Exercise objective:
Somewhere below is a line with "KIB as f64)" and, later, a line with "if args.input_paths().iter().any(|input| input"; repeat those two lines and all the lines between them, exactly as they are.

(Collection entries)
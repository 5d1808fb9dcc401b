use image::codecs::gif::{GifEncoder, Repeat};
use image::{Delay, Frame};
use std::fs::File;
use std::io::BufWriter;

use super::{OutputError, OutputSettings};
use crate::image_processing::convert::MonochromeBitmap;

/// Animated GIF, looping forever, every frame shown for the configured delay
pub(super) struct GifWriter {
    encoder: GifEncoder<BufWriter<File>>,
    width: u32,
    height: u32,
    delay: Delay,
}

impl GifWriter {
    pub(super) fn create(settings: &OutputSettings) -> Result<Self, OutputError> {
        if settings.width > u16::MAX as u32 || settings.height > u16::MAX as u32 {
            return Err(OutputError::Geometry {
                format: "GIF",
                width: settings.width,
                height: settings.height,
            });
        }

        let file = File::create(&settings.path).map_err(|source| OutputError::Open {
            path: settings.path.clone(),
            source,
        })?;

        let mut encoder = GifEncoder::new(BufWriter::new(file));
        encoder.set_repeat(Repeat::Infinite)?;

        Ok(Self {
            encoder,
            width: settings.width,
            height: settings.height,
            delay: Delay::from_numer_denom_ms(settings.delay_ms as u32, 1),
        })
    }

    pub(super) fn write_frame(&mut self, bitmap: &MonochromeBitmap) -> Result<(), OutputError> {
        if bitmap.dimensions() != (self.width, self.height) {
            return Err(OutputError::FrameDimensions {
                width: self.width,
                height: self.height,
                actual_width: bitmap.width(),
                actual_height: bitmap.height(),
            });
        }

        let frame = Frame::from_parts(bitmap.to_rgba(), 0, 0, self.delay);
        self.encoder.encode_frame(frame)?;
        Ok(())
    }

    /// Dropping the encoder writes the GIF trailer and flushes the buffer
    pub(super) fn finish(self) -> Result<(), OutputError> {
        drop(self.encoder);
        Ok(())
    }
}
use anyhow::Result;
use console::style;
use indicatif::{ProgressBar, ProgressStyle};
use std::path::Path;
use std::time::Duration;

use crate::cli::Args;

/// Create a styled progress bar
pub fn create_progress_bar(total: u64) -> ProgressBar {
    let pb = ProgressBar::new(total);
    if let Ok(bar_style) = ProgressStyle::with_template(
        "{spinner:.blue} [{elapsed_precise}] [{wide_bar:.cyan/blue}] {pos}/{len} {msg} ({eta})",
    ) {
        pb.set_style(bar_style.progress_chars("#>-"));
    }
    pb
}

/// Format duration in a human-readable way
pub fn format_duration(duration: Duration) -> String {
    let total_secs = duration.as_secs();
    let millis = duration.subsec_millis();

    if total_secs >= 60 {
        let mins = total_secs / 60;
        let secs = total_secs % 60;
        format!("{}m {}s", mins, secs)
    } else if total_secs > 0 {
        format!("{}.{:03}s", total_secs, millis)
    } else {
        format!("{}ms", duration.as_millis())
    }
}

/// Human readable byte count
pub fn format_size(bytes: u64) -> String {
    const KIB: u64 = 1024;
    if bytes >= KIB * KIB {
        format!("{:.1} MiB", bytes as f64 / (KIB * KIB) as f64)
    } else if bytes >= KIB {
        format!("{:.1} KiB", bytes as f64 / KIB as f64)
    } else {
        format!("{} bytes", bytes)
    }
}

/// Validate command line arguments
///
/// Input files are not checked here: a missing first input is reported by the
/// run itself, any later one only costs that frame.
pub fn validate_inputs(args: &Args) -> Result<()> {
    let output = args
        .output_path()
        .ok_or_else(|| anyhow::anyhow!("No output file given"))?;

    if output.is_dir() {
        return Err(anyhow::anyhow!(
            "Output path is a directory: {}",
            output.display()
        ));
    }

    if args.input_paths().iter().any(|input| input == output) {
        return Err(anyhow::anyhow!(
            "Output file is also listed as an input: {}",
            output.display()
        ));
    }

    Ok(())
}

/// File name for messages, falling back to the full path
pub fn display_name(path: &Path) -> String {
    path.file_name()
        .map(|name| name.to_string_lossy().into_owned())
        .unwrap_or_else(|| path.display().to_string())
}

/// Print verbose information if verbose mode is enabled
pub fn verbose_println(verbose: bool, message: &str) {
    if verbose {
        println!("{} {}", style("[VERBOSE]").dim(), message);
    }
}

/// Print warning message
pub fn warn_println(message: &str) {
    println!("{} {}", style("[WARNING]").yellow().bold(), message);
}

/// Print error message
pub fn error_println(message: &str) {
    eprintln!("{} {}", style("[ERROR]").red().bold(), message);
}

Your response:
        format!("{:.1} KiB", bytes as f64 / KIB as f64)
    } else {
        format!("{} bytes", bytes)
    }
}

/// Validate command line arguments
///
/// Input files are not checked here: a missing first input is reported by the
/// run itself, any later one only costs that frame.
pub fn validate_inputs(args: &Args) -> Result<()> {
    let output = args
        .output_path()
        .ok_or_else(|| anyhow::anyhow!("No output file given"))?;

    if output.is_dir() {
        return Err(anyhow::anyhow!(
            "Output path is a directory: {}",
            output.display()
        ));
    }

    if args.input_paths().iter().any(|input| input == output) {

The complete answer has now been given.